Unnamed: 0,body,c#,java,javascript,php
2,We get The communication object System.Servi...,1,0,0,0
4,I have an AdjacencyGraph&lt;string Edge&lt;str...,1,0,0,0
6,I have a DataGrid in my Silverlight applicatio...,1,0,0,0
7,I'm implementing a secure WCF service. Authent...,1,0,0,0
15,If I have a list like this: &lt;ul id= mylist ...,0,0,1,0


In [164]:
# Split data into train/test
df_train, df_test = train_test_split(df, test_size=0.2)

In [165]:
# Tokenize body text
VOCAB_SIZE = 800

tokenizer = text.Tokenizer(num_words=VOCAB_SIZE)
tokenizer.fit_on_texts(df_train['body'])

body_train = tokenizer.texts_to_matrix(df_train['body'])
body_test = tokenizer.texts_to_matrix(df_test['body'])

# The Model

In [166]:
def create_model(vocab_size, num_tags):
  model = tf.keras.models.Sequential()
  model.add(tf.keras.layers.Dense(50, input_shape=(vocab_size,), activation='relu'))
  model.add(tf.keras.layers.Dense(25, activation='relu'))
  model.add(tf.keras.layers.Dense(num_tags, activation='sigmoid'))

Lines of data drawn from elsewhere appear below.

//! The object graph's node types (spec §3). Plain data, arena-resident;
//! `Context` in `context.rs` owns every mutation path. Fields are `pub`
//! (readable from a backend crate implementing `NetOps`/`NetlinkEffector`)
//! the same way the original's struct fields are directly accessible to
//! `lsdn_net_ops` implementations, but by convention every *write* goes
//! through a `Context` method so state transitions and name-scope upkeep
//! stay consistent.

use std::net::IpAddr;

use crate::effector::Iface;
use crate::ids::Id;
use crate::names::NameScope;
use crate::netops::NetOps;
use crate::nettypes::{Mac, NetType, SwitchType};
use crate::state::ObjectState;

/// `fn(net, phys, ctx)`, invoked once per local `(phys, net)` pair at the
/// top of `commit` (spec §4.6 step 1, §6 "User startup hook").
pub type StartupHook = Box<dyn FnMut(Id<Net>, Id<Phys>, &mut crate::Context)>;

pub struct Settings {
    pub(crate) state: ObjectState,
    pub name: Option<String>,
    pub nettype: NetType,
    pub switch_type: SwitchType,
    pub(crate) netops: Option<Box<dyn NetOps>>,
    pub(crate) startup_hook: Option<StartupHook>,
    /// Back-reference list of networks using this settings profile — freeing
    /// the settings cascades to each of them (§3 Settings lifecycle).
    pub(crate) nets: Vec<Id<Net>>,
}

pub struct Net {
    pub(crate) state: ObjectState,
    pub name: Option<String>,
    pub settings: Id<Settings>,
    pub vnet_id: u32,
    pub(crate) virts: Vec<Id<Virt>>,
    pub(crate) virt_names: NameScope<Virt>,
    pub(crate) attachments: Vec<Id<Pa>>,
}

pub struct Phys {
    pub(crate) state: ObjectState,
    pub name: Option<String>,
    pub attr_iface: Option<String>,
    pub attr_ip: Option<IpAddr>,
    pub is_local: bool,
    /// Snapshot of `is_local` as of the last successful commit — governs
    /// whether `destroy_pa` runs on decommit (§4.6).
    pub(crate) committed_as_local: bool,
    pub(crate) attachments: Vec<Id<Pa>>,
}

/// The unique join between one `Phys` and one `Net` (spec §3 `pa`).
pub struct Pa {
    pub(crate) state: ObjectState,
    pub phys: Id<Phys>,
    pub net: Id<Net>,
    /// `true` iff the user called `phys_attach`; `false` if this `pa` only
    /// exists because a virt was connected through this `(phys, net)` pair.
    pub explicitly_attached: bool,
    pub(crate) connected_virts: Vec<Id<Virt>>,
    /// `remote_pa`s where this `pa` is the *local* side (`rpa.local == self`).
    pub(crate) remote_pa_list: Vec<Id<RemotePa>>,
    /// `remote_pa`s where this `pa` is the *remote* side (`rpa.remote == self`).
    pub(crate) pa_view_list: Vec<Id<RemotePa>>,
    /// Nettype-specific interface handles a backend may populate
    /// (`lsdn_phys_attachment`'s `bridge_if`/`tunnel_if` union, §3).
    pub bridge_if: Option<Iface>,
    pub tunnel_if: Option<Iface>,
}

/// Derived commit-time mirror letting a local `pa` enumerate a peer `pa` on
/// the same network (spec §3 "Remote-view mirrors").
pub struct RemotePa {
    pub local: Id<Pa>,
    pub remote: Id<Pa>,
    pub(crate) remote_virts: Vec<Id<RemoteVirt>>,
}

pub struct Virt {
    pub(crate) state: ObjectState,
    pub name: Option<String>,
    pub net: Id<Net>,
    pub attr_mac: Option<Mac>,
    pub connected_through: Option<Id<Pa>>,
    pub connected_if: Iface,
    pub(crate) committed_to: Option<Id<Pa>>,
    pub(crate) committed_if: Iface,
    pub(crate) virt_view_list: Vec<Id<RemoteVirt>>,
}

/// Derived commit-time mirror letting a local `pa` enumerate a peer virt on
/// the same network (spec §3 "Remote-view mirrors").
pub struct RemoteVirt {
    pub pa: Id<RemotePa>,
    pub virt: Id<Virt>,
}
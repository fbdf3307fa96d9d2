//! The message catalog: which payload shape a type byte stands for.
//!
//! Byte 1 of every frame is a [`MessageType`]. The catalog is closed over
//! the values below, but the byte itself is open: any value we don't
//! recognize becomes [`MessageType::Unrecognized`] instead of an error, so
//! an older client can still read the header of a newer message and
//! decide for itself whether to skip it.
//!
//! By convention server → client types use low values and client → server
//! types start at [`CLIENT_RANGE_START`]. Nothing enforces that split; the
//! byte value alone decides dispatch.

use std::fmt;

/// First type byte of the client → server range.
pub const CLIENT_RANGE_START: u8 = 64;

/// The payload kind carried by a frame.
///
/// This is a plain data enum. Picking the payload struct to decode is a
/// `match` at the call site:
///
/// ```rust
/// use arenalink_protocol::{MessageType, ArenaStateSnapshot, JsonCodec, parse};
///
/// # fn handle(bytes: &[u8]) -> Result<(), arenalink_protocol::ProtocolError> {
/// let frame = parse(bytes)?;
/// match frame.message_type {
///     MessageType::ArenaStateSnapshot => {
///         let snapshot: ArenaStateSnapshot = frame.decode(&JsonCodec)?;
///         println!("tick {}", snapshot.tick);
///     }
///     MessageType::Unrecognized(byte) => println!("skipping type {byte}"),
///     _ => {}
/// }
/// # Ok(())
/// # }
/// ```
///
/// `Unrecognized(u8)` keeps the raw byte, so re-encoding a frame we
/// didn't understand is lossless.
#[derive(Debug, Clone, Copy, PartialEq, Eq, Hash)]
pub enum MessageType {
    /// Reserved zero value.
    Unknown,

    // -- Server → client --
    ArenaStateSnapshot,
    ArenaStateDelta,
    CombatEvent,
    MatchState,
    OpportunityData,
    CinematicExtension,

    // -- Client → server --
    ConnectRequest,
    PlayerInput,
    OpportunityResponse,
    Ping,

    /// A byte outside the catalog. Not an error at the framing level.
    Unrecognized(u8),
}

/// Which side conventionally sends a message type.
#[derive(Debug, Clone, Copy, PartialEq, Eq)]
pub enum Direction {
    ServerToClient,
    ClientToServer,
}

impl MessageType {
    /// Every catalogued type, in byte order. Handy for exhaustive tests.
    pub const ALL: [MessageType; 11] = [
        MessageType::Unknown,
        MessageType::ArenaStateSnapshot,
        MessageType::ArenaStateDelta,
        MessageType::CombatEvent,
        MessageType::MatchState,
        MessageType::OpportunityData,
        MessageType::CinematicExtension,
        MessageType::ConnectRequest,
        MessageType::PlayerInput,
        MessageType::OpportunityResponse,
        MessageType::Ping,
    ];

    /// Maps a wire byte to a type. Never fails.
    pub const fn from_byte(byte: u8) -> Self {
        match byte {
            0 => Self::Unknown,
            1 => Self::ArenaStateSnapshot,
            2 => Self::ArenaStateDelta,
            3 => Self::CombatEvent,
            4 => Self::MatchState,
            5 => Self::OpportunityData,
            6 => Self::CinematicExtension,
            64 => Self::ConnectRequest,
            65 => Self::PlayerInput,
            66 => Self::OpportunityResponse,
            67 => Self::Ping,
            other => Self::Unrecognized(other),
        }
    }

    /// The byte written at offset 1 of a frame.
    pub const fn as_byte(self) -> u8 {
        match self {
            Self::Unknown => 0,
            Self::ArenaStateSnapshot => 1,
            Self::ArenaStateDelta => 2,
            Self::CombatEvent => 3,
            Self::MatchState => 4,
            Self::OpportunityData => 5,
            Self::CinematicExtension => 6,
            Self::ConnectRequest => 64,
            Self::PlayerInput => 65,
            Self::OpportunityResponse => 66,
            Self::Ping => 67,
            Self::Unrecognized(byte) => byte,
        }
    }

    /// `true` for anything in the catalog, including `Unknown`.
    pub const fn is_recognized(self) -> bool {
        !matches!(self, Self::Unrecognized(_))
    }

    /// The conventional sender of this type.
    ///
    /// Informational only. Returns `None` for `Unknown` and for bytes
    /// outside the catalog.
    pub const fn direction(self) -> Option<Direction> {
        match self {
            Self::Unknown | Self::Unrecognized(_) => None,
            other if other.as_byte() < CLIENT_RANGE_START => {
                Some(Direction::ServerToClient)
            }
            _ => Some(Direction::ClientToServer),
        }
    }
}

impl From<u8> for MessageType {
    fn from(byte: u8) -> Self {
        Self::from_byte(byte)
    }
}

impl From<MessageType> for u8 {
    fn from(message_type: MessageType) -> Self {
        message_type.as_byte()
    }
}

impl fmt::Display for MessageType {
    fn fmt(&self, f: &mut fmt::Formatter<'_>) -> fmt::Result {
        match self {
            Self::Unrecognized(byte) => write!(f, "Unrecognized({byte})"),
            // The derived Debug output is already the variant name.
            other => write!(f, "{other:?}"),
        }
    }
}

#[cfg(test)]
mod tests {
    use super::*;

    #[test]
    fn test_from_byte_catalog_values() {
        assert_eq!(MessageType::from_byte(0), MessageType::Unknown);
        assert_eq!(MessageType::from_byte(1), MessageType::ArenaStateSnapshot);
        assert_eq!(MessageType::from_byte(6), MessageType::CinematicExtension);
        assert_eq!(MessageType::from_byte(64), MessageType::ConnectRequest);
        assert_eq!(MessageType::from_byte(67), MessageType::Ping);
    }

    #[test]
    fn test_from_byte_unknown_value_is_unrecognized_not_error() {
        assert_eq!(MessageType::from_byte(7), MessageType::Unrecognized(7));
        assert_eq!(MessageType::from_byte(63), MessageType::Unrecognized(63));
        assert_eq!(MessageType::from_byte(255), MessageType::Unrecognized(255));
    }

    #[test]
    fn test_as_byte_inverts_from_byte_for_every_byte() {
        for byte in 0..=u8::MAX {
            assert_eq!(MessageType::from_byte(byte).as_byte(), byte);
        }
    }

    #[test]
    fn test_all_is_recognized_and_in_byte_order() {
        let bytes: Vec<u8> = MessageType::ALL.iter().map(|t| t.as_byte()).collect();
        let mut sorted = bytes.clone();
        sorted.sort_unstable();
        assert_eq!(bytes, sorted);
        assert!(MessageType::ALL.iter().all(|t| t.is_recognized()));
    }

    #[test]
    fn test_direction_follows_range_convention() {
        assert_eq!(
            MessageType::ArenaStateDelta.direction(),
            Some(Direction::ServerToClient)
        );
        assert_eq!(
            MessageType::PlayerInput.direction(),
            Some(Direction::ClientToServer)
        );
        assert_eq!(MessageType::Unknown.direction(), None);
        assert_eq!(MessageType::Unrecognized(100).direction(), None);
    }

    #[test]
    fn test_display() {
        assert_eq!(MessageType::CombatEvent.to_string(), "CombatEvent");
        assert_eq!(MessageType::Unrecognized(9).to_string(), "Unrecognized(9)");
    }
}
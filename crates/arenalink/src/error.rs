//! Unified error type for Arenalink.

use arenalink_exchange::ExchangeError;
use arenalink_protocol::{CodecError, ProtocolError};
use arenalink_sync::SyncError;

/// Top-level error wrapping every layer's error.
///
/// `#[from]` on each variant lets `?` convert layer errors directly.
#[derive(Debug, thiserror::Error)]
pub enum ArenalinkError {
    /// Framing, construction or payload decode failure.
    #[error(transparent)]
    Protocol(#[from] ProtocolError),

    /// A payload codec used directly, outside the envelope.
    #[error(transparent)]
    Codec(#[from] CodecError),

    /// Out-of-order snapshot or delta.
    #[error(transparent)]
    Sync(#[from] SyncError),

    /// Invalid opportunity response or refused cinematic extension.
    #[error(transparent)]
    Exchange(#[from] ExchangeError),
}
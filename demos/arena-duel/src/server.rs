//! Server half of the duel: owns the simulation, the delta encoder and
//! the opportunity tracker.

use std::collections::BTreeMap;
use std::f32::consts::PI;
use std::sync::Arc;
use std::time::Duration;

use arenalink::prelude::*;
use tokio::sync::mpsc;
use tokio::time::{self, MissedTickBehavior};
use tracing::{debug, info, warn};

use crate::{DemoConfig, DemoResult, OPPONENT, PLAYER};

const OPPONENT_SLOT: usize = 0;
const PLAYER_SLOT: usize = 1;

const IDLE: i32 = 0;
const WALKING: i32 = 1;
const ATTACKING: i32 = 2;
const STAGGERED: i32 = 3;

const OPPONENT_SPEED: f32 = 0.1;
const PLAYER_SPEED: f32 = 0.15;
const REACH: f32 = 1.5;

struct Arena<C: PayloadCodec> {
    codec: Arc<C>,
    outbound: mpsc::Sender<Vec<u8>>,
    encoder: DeltaEncoder,
    opportunities: OpportunityTracker,
    fighters: [EntityState; 2],
    pending_events: Vec<CombatEvent>,
    phase: MatchPhase,
    tick: u32,
    ticks: u32,
    exchanges: u32,
}

impl<C: PayloadCodec> Arena<C> {
    fn new(codec: Arc<C>, config: &DemoConfig, outbound: mpsc::Sender<Vec<u8>>) -> Self {
        let fighter = |entity_id, x: f32, rotation_y| EntityState {
            entity_id,
            x,
            y: 0.0,
            z: 0.0,
            rotation_y,
            health: 100.0,
            action_state: IDLE,
        };
        Self {
            codec,
            outbound,
            encoder: DeltaEncoder::new(config.sync.clone()),
            opportunities: OpportunityTracker::new(config.exchange.clone()),
            fighters: [fighter(OPPONENT, -5.0, 0.0), fighter(PLAYER, 5.0, PI)],
            pending_events: Vec::new(),
            phase: MatchPhase::Waiting,
            tick: 0,
            ticks: config.ticks,
            exchanges: 0,
        }
    }

    async fn send<M: WireMessage>(&self, message: &M) -> DemoResult {
        let bytes = encode_message(message, &*self.codec)?;
        debug!(message_type = %M::MESSAGE_TYPE, len = bytes.len(), "server → client");
        self.outbound.send(bytes).await?;
        Ok(())
    }

    async fn set_phase(&mut self, phase: MatchPhase, phase_remaining_ms: Option<u32>) -> DemoResult {
        self.phase = phase;
        self.send(&MatchStateMessage {
            tick: self.tick,
            phase,
            phase_remaining_ms,
            winner_slot: None,
        })
        .await
    }

    /// Countdown, then the full snapshot every later delta builds on.
    async fn start(&mut self) -> DemoResult {
        self.set_phase(MatchPhase::Countdown, Some(3_000)).await?;
        self.phase = MatchPhase::Fighting;
        let snapshot = self.encoder.snapshot(self.tick, self.phase, &self.fighters)?;
        self.send(&snapshot).await
    }

    /// Advances one tick. Returns `true` once the match is over.
    async fn step(&mut self) -> DemoResult<bool> {
        self.tick += 1;

        let gap = self.fighters[PLAYER_SLOT].x - self.fighters[OPPONENT_SLOT].x;
        let opponent = &mut self.fighters[OPPONENT_SLOT];
        // A staggered opponent stays down until the next multiple of 10.
        let recovering = opponent.action_state == STAGGERED && self.tick % 10 != 0;
        if !recovering {
            if gap.abs() > REACH * 0.8 {
                opponent.x += OPPONENT_SPEED * gap.signum();
                opponent.rotation_y = if gap > 0.0 { 0.0 } else { PI };
                opponent.action_state = WALKING;
            } else {
                opponent.action_state = IDLE;
            }
        }

        if self.phase == MatchPhase::Fighting && gap.abs() <= REACH && self.tick % 4 == 0 {
            self.fighters[OPPONENT_SLOT].action_state = ATTACKING;
            let target = &mut self.fighters[PLAYER_SLOT];
            target.health = (target.health - 7.0).max(0.0);
            self.pending_events.push(CombatEvent {
                event_type: CombatEventType::Hit,
                source_entity_id: OPPONENT,
                target_entity_id: PLAYER,
                amount: 7.0,
                remaining_hp: target.health,
                duration_ms: 0,
            });
        }

        let delta = self.encoder.delta(self.tick, &self.fighters)?;
        self.send(&delta).await?;

        if !self.pending_events.is_empty() {
            let message = CombatEventMessage {
                tick: self.tick,
                events: std::mem::take(&mut self.pending_events),
            };
            self.send(&message).await?;
        }

        if self.tick == self.ticks / 3 || self.tick == self.ticks * 2 / 3 {
            self.offer_opportunity().await?;
        }

        let knocked_out = self.fighters.iter().any(|f| f.health <= 0.0);
        if self.tick >= self.ticks || knocked_out {
            self.finish().await?;
            return Ok(true);
        }
        Ok(false)
    }

    async fn offer_opportunity(&mut self) -> DemoResult {
        self.exchanges += 1;
        let option = |id: &str, label: &str| OpportunityOption {
            id: id.into(),
            label: label.into(),
        };
        let message = OpportunityDataMessage {
            opportunity_id: format!("opp-{}", self.tick),
            prompt: "Overhead strike incoming".into(),
            options: vec![
                option("dodge_left", "Dodge left"),
                option("dodge_right", "Dodge right"),
                option("counter", "Counter"),
            ],
            default_option_id: Some("dodge_left".into()),
            deadline_ms: 400,
            exchange_id: Some(format!("ex-{}", self.exchanges)),
            forced: true,
        };

        for dismissed in self.opportunities.offer(message.clone())? {
            debug!(opportunity_id = %dismissed, "advisory prompt dismissed");
        }
        self.set_phase(MatchPhase::Opportunity, u32::try_from(message.deadline_ms).ok())
            .await?;
        self.send(&message).await
    }

    async fn resolve(&mut self, resolution: Resolution) -> DemoResult {
        info!(
            opportunity_id = %resolution.opportunity_id,
            option = resolution.selected_option_id.as_deref().unwrap_or("<none>"),
            outcome = ?resolution.outcome,
            "opportunity settled"
        );

        match resolution.selected_option_id.as_deref() {
            Some("counter") => {
                let opponent = &mut self.fighters[OPPONENT_SLOT];
                opponent.health = (opponent.health - 15.0).max(0.0);
                opponent.action_state = STAGGERED;
                self.pending_events.push(CombatEvent {
                    event_type: CombatEventType::Stagger,
                    source_entity_id: PLAYER,
                    target_entity_id: OPPONENT,
                    amount: 15.0,
                    remaining_hp: opponent.health,
                    duration_ms: 600,
                });
                if let Some(exchange_id) = resolution.exchange_id {
                    self.play_cinematic(exchange_id).await?;
                }
            }
            Some("dodge_left") => self.fighters[PLAYER_SLOT].x -= 1.0,
            Some("dodge_right") => self.fighters[PLAYER_SLOT].x += 1.0,
            _ => {}
        }

        if !self.opportunities.is_input_blocked() {
            self.set_phase(MatchPhase::Fighting, None).await?;
        }
        self.opportunities.cleanup_settled();
        Ok(())
    }

    /// Frames the counter as a cinematic and points the client at the
    /// behavior to attach. The extension is sent twice, as a lossy
    /// transport's retransmission would.
    async fn play_cinematic(&mut self, exchange_id: String) -> DemoResult {
        self.set_phase(MatchPhase::Cinematic, None).await?;
        let snapshot = self
            .encoder
            .snapshot(self.tick, MatchPhase::Cinematic, &self.fighters)?
            .with_cinematic(CinematicContext {
                cinematic_id: Some("counter-finisher".into()),
                attacker_slot: PLAYER_SLOT as u8,
                defender_slot: OPPONENT_SLOT as u8,
                target_id: Some("torso".into()),
            });
        self.send(&snapshot).await?;

        let mut extension = CinematicExtensionMessage::new(
            exchange_id,
            "combat/counter",
            "https://cdn.arenalink.dev/behaviors/counter-finisher.abml",
        );
        extension.hint = Some("slow-motion".into());
        extension.initiate_state = Some(BTreeMap::from([
            ("attacker".to_string(), PLAYER.to_string()),
            ("defender".to_string(), OPPONENT.to_string()),
        ]));
        extension.valid_until_epoch_ms = Some(now_epoch_ms().saturating_add(5_000));

        self.send(&extension).await?;
        self.send(&extension).await
    }

    async fn finish(&mut self) -> DemoResult {
        let [opponent, player] = &self.fighters;
        let winner_slot = if player.health >= opponent.health {
            PLAYER_SLOT
        } else {
            OPPONENT_SLOT
        };
        info!(tick = self.tick, winner_slot, "match finished");

        self.phase = MatchPhase::Finished;
        self.send(&MatchStateMessage {
            tick: self.tick,
            phase: MatchPhase::Finished,
            phase_remaining_ms: None,
            winner_slot: Some(winner_slot as u8),
        })
        .await
    }

    async fn handle_client_frame(&mut self, bytes: &[u8]) -> DemoResult {
        let frame = parse(bytes)?;
        match frame.message_type {
            MessageType::PlayerInput => {
                let input: PlayerInputMessage = frame.decode(&*self.codec)?;
                if !input.move_in_range() {
                    warn!(tick = input.tick, move_x = input.move_x, "out-of-range input dropped");
                    return Ok(());
                }
                if self.opportunities.is_input_blocked() {
                    debug!(tick = input.tick, "input ignored while an opportunity is open");
                    return Ok(());
                }
                self.apply_input(&input);
            }
            MessageType::OpportunityResponse => {
                let response: OpportunityResponseMessage = frame.decode(&*self.codec)?;
                match self.opportunities.respond(&response) {
                    Ok(resolution) => self.resolve(resolution).await?,
                    Err(err) => warn!(%err, "opportunity response rejected"),
                }
            }
            MessageType::Ping => {
                let ping: PingMessage = frame.decode(&*self.codec)?;
                let sent = i64::try_from(ping.client_time_ms).unwrap_or(i64::MAX);
                let one_way = now_epoch_ms().saturating_sub(sent);
                debug!(client_time_ms = ping.client_time_ms, one_way_ms = one_way, "ping");
            }
            MessageType::ConnectRequest => warn!("duplicate connect request ignored"),
            MessageType::Unrecognized(byte) => warn!(byte, "unrecognized message type dropped"),
            other => warn!(
                message_type = %other,
                direction = ?other.direction(),
                "unexpected message from client"
            ),
        }
        Ok(())
    }

    fn apply_input(&mut self, input: &PlayerInputMessage) {
        let player = &mut self.fighters[PLAYER_SLOT];
        player.x += input.move_x * PLAYER_SPEED;
        player.action_state = if input.move_x != 0.0 { WALKING } else { IDLE };
        let player_x = player.x;

        let gap = (player_x - self.fighters[OPPONENT_SLOT].x).abs();
        if input.action1 && gap <= REACH && input.tick % 5 == 0 {
            self.fighters[PLAYER_SLOT].action_state = ATTACKING;
            let opponent = &mut self.fighters[OPPONENT_SLOT];
            opponent.health = (opponent.health - 5.0).max(0.0);
            self.pending_events.push(CombatEvent {
                event_type: CombatEventType::Hit,
                source_entity_id: PLAYER,
                target_entity_id: OPPONENT,
                amount: 5.0,
                remaining_hp: opponent.health,
                duration_ms: 0,
            });
        }
    }
}

/// Runs the server side until the match is over or the client leaves.
pub async fn run<C: PayloadCodec>(
    codec: Arc<C>,
    config: DemoConfig,
    outbound: mpsc::Sender<Vec<u8>>,
    mut inbound: mpsc::Receiver<Vec<u8>>,
) -> DemoResult {
    let Some(hello) = inbound.recv().await else {
        return Ok(());
    };
    let hello = parse(&hello)?;
    if hello.message_type != MessageType::ConnectRequest {
        return Err(format!("expected ConnectRequest, got {}", hello.message_type).into());
    }
    let hello: ConnectRequestMessage = hello.decode(&*codec)?;
    info!(player_id = %hello.player_id, match_id = %hello.match_id, "player connected");

    let mut arena = Arena::new(codec, &config, outbound);
    arena.start().await?;

    let mut interval = time::interval(Duration::from_millis(config.tick_ms));
    interval.set_missed_tick_behavior(MissedTickBehavior::Skip);
    interval.tick().await;

    loop {
        tokio::select! {
            _ = interval.tick() => {
                if arena.step().await? {
                    break;
                }
            }
            _ = arena.opportunities.deadline_reached() => {
                for resolution in arena.opportunities.expire_due() {
                    arena.resolve(resolution).await?;
                }
            }
            received = inbound.recv() => match received {
                Some(bytes) => arena.handle_client_frame(&bytes).await?,
                None => {
                    warn!("client hung up");
                    break;
                }
            },
        }
    }
    Ok(())
}
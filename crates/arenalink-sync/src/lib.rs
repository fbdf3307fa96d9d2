//! Snapshot/delta policy for Arenalink.
//!
//! The wire format ([`arenalink_protocol::ArenaStateDelta`]) only says
//! *how* a partial update is shaped. This crate implements the contract
//! both ends follow:
//!
//! 1. **Sender** ([`DeltaEncoder`]): omit unchanged entities, flag
//!    exactly the changed fields, remember what was sent.
//! 2. **Receiver** ([`EntityTracker`]): apply only flagged fields,
//!    treat an absent entity as unchanged, never roll back to an older
//!    tick.
//!
//! # How it fits in the stack
//!
//! ```text
//! Game simulation (above)  ← produces EntityState each tick
//!     ↕
//! Sync layer (this crate)  ← decides what to send / how to apply it
//!     ↕
//! Protocol layer (below)   ← frames and encodes the messages
//! ```

mod config;
mod encoder;
mod error;
mod tracker;

pub use config::SyncConfig;
pub use encoder::DeltaEncoder;
pub use error::SyncError;
pub use tracker::{ApplyReport, EntityTracker};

  model.compile(loss='binary_crossentropy', optimizer='adam', metrics=['accuracy'])
  return model

In [167]:
model = create_model(VOCAB_SIZE, num_tags)
model.summary()

# Train and evaluate the model
model.fit(body_train, df_train[top_tags].as_matrix(), epochs=10, batch_size=128, validation_split=0.1)

Model: "sequential_7"
_________________________________________________________________
Layer (type)                 Output Shape              Param #   
dense_19 (Dense)             (None, 50)                40050     
_________________________________________________________________
dense_20 (Dense)             (None, 25)                1275      
_________________________________________________________________
dense_21 (Dense)             (None, 4)                 104       
Total params: 41,429
Trainable params: 41,429
Non-trainable params: 0
_________________________________________________________________
Train on 1605 samples, validate on 179 samples
Epoch 1/10


  """


Epoch 2/10
Epoch 3/10
Epoch 4/10
Epoch 5/10
Epoch 6/10
Epoch 7/10
Epoch 8/10
Epoch 9/10
Epoch 10/10


<tensorflow.python.keras.callbacks.History at 0x7f4478364320>

In [168]:
results = model.evaluate(body_test, df_test[top_tags].as_matrix(), verbose=0)

print("Test Score: ", results[0])
print("Test Accuracy: ", results[1])

Test Score:  0.2742780904064264
Test Accuracy:  0.8985426


  """Entry point for launching an IPython kernel.